Allan Schore 2In March 2013, I was standing unknown in a crowd of professors and therapists at a UCLA conference, and noticed a quiet gentleman on my right.  I’d seen his photo online.  “Dr. Schore?” I asked.  “Yes,” said Allan Schore, turning calm eyes on me.

“I’m so grateful for all you’ve done to show that babies can’t control emotions, that’s the mother’s job to model, and emotions are ok,” I blurted,  suddenly in tears. “I’m writing a book on what it feels like on the inside, when we don’t get that as an infant.”

Dr. Schore didn’t flinch; his eyes grew wide with empathy. He got it.  He got a total stranger, right by the conference stage, got that I had walked through a hell of emotional pain to study this. He got that I was feeling love for him because he’s shown there’s a scientific reason for the pain.  He got that “emotions are ok” and only emotions from a caring other can heal this, so he gave me emotions: presence and compassion. On the spot. “We see it every day,” he said.

Just sayin’: he walks the walk.

UCLA professor Allan Schore is a world leader in Attachment Theory. He’s known as “the American Bowlby” after British psychiatrist John Bowlby who first wrote about attachment in the 1950s. [FN1]  Schore was among the first to put together the latest brain science on how an infant’s brain forms biologically (“developmental neuroscience”), with the early psychology of the infant mind (“developmental psychoanalysis”).

Dr. Schore’s 9-28-14 Oslo speech “The Most Important Years…the Right Brain and Its Importance” is a must-see to understand infant developmental trauma. He calls it  “trauma in the first 1000 days, conception to age two.”  Schore reviews how the theories he’s published since the 1990s are being proven to be hard science by today’s brain scan technologies (content starts minute 8): https://www.youtube.com/watch?v=KW-S4cyEFCc

Schore is known for documenting the “origin of the self”– what, scientifically, is the “Self”?  What is it that makes me, Me?

He calls it “the origin of the early forming subjective implicit self.” It’s entirely subjective; each infant has a different experience.  It’s “implicit memory” because the self forms in infancy when memory is only subconcious. It all happens years before we have thought and conscious “explicit memory” at age two or three.

This isn’t mere geek-speak; the mental, emotional, and physical health of all humans depends on it. We can’t remember what happened before age 3 when our self was formed, but the experience had massive impact.
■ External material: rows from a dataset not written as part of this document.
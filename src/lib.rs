//! ganttkit - task hierarchy and critical-path engine for Gantt dashboards
//!
//! Turns loosely-typed task records from a project-tracking REST API into an
//! ordered list of chart rows (project → task chain → assignee → task), with
//! critical-path marking. Upstream calls go through a request executor that
//! refreshes expired OAuth tokens once per session and retries once.

pub mod config;
pub mod core;
pub mod error;
pub mod executor;
pub mod pipeline;
pub mod session;
pub mod upstream;

// Re-exports
pub use config::Config;
pub use core::{GanttRow, Project, RenderRow, Task, TaskFilter, TaskStatus};
pub use error::{EngineError, ExecError};
pub use executor::{Executed, RequestExecutor};
pub use pipeline::{compute_gantt_rows, GanttPipeline, GanttView, RawDump};
pub use session::{FileSessionStore, MemorySessionStore, Session, SessionStore};
pub use upstream::{OAuthRefresher, TokenRefresher, UpstreamClient, UpstreamFailure};

/// Result type alias
pub type Result<T> = anyhow::Result<T>;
It’s all still “down there,” driving our feelings and behavior big time for the rest of our lives.

When the self is damaged during formation in early infant and childhood, a person can feel miserable all their life. The ACE Study shows this often leads to biological disease and premature death.

The Self and Emotions : Secure Attachment

brousblog4c Claire+MosesBabies are born with a massive level of emotions. Schore reports that they are  overwhelmingly dependent on the mother to show them how to handle it all. An infant’s brain doubles in size “from the last trimester of pregnancy through the second year,” he says. “At birth, there are hardly any cortical (conscious thinking brain) areas that are myelinated and online… so it’s impossible for the baby to regulate its own emotions…

The mother is the regulator of that baby,” he says, and this shapes the development of its entire brain. “Over the first year… the mother’s interactions are shaping the very wiring of those higher regulatory centers… Attachment communications which are emotional are forging the connections in the early developing right brain… The right brain literally is imprinted by these attachment relationships while it is being created…”  FN2

It’s all subconscious. With “secure attachment,” when a baby cries, the mother “attunes” to it. An “attuned” mother doesn’t say “think” or “ought to.”  She feels a strong, emotional urge to comfort her baby; she subconsciously intuits whether her baby cries because it’s hungry, wet, or tired. “The mother is able to pick up the baby’s communications,” Schore says. “She is not doing this by language, there is no thinking or language before age two.  She is picking up bodily-based nonverbal communications:  facial gestures, auditory tone of voice, and tactile expressions.  The attachment communication is more than between the mother and the infant’s minds; it’s between their bodies…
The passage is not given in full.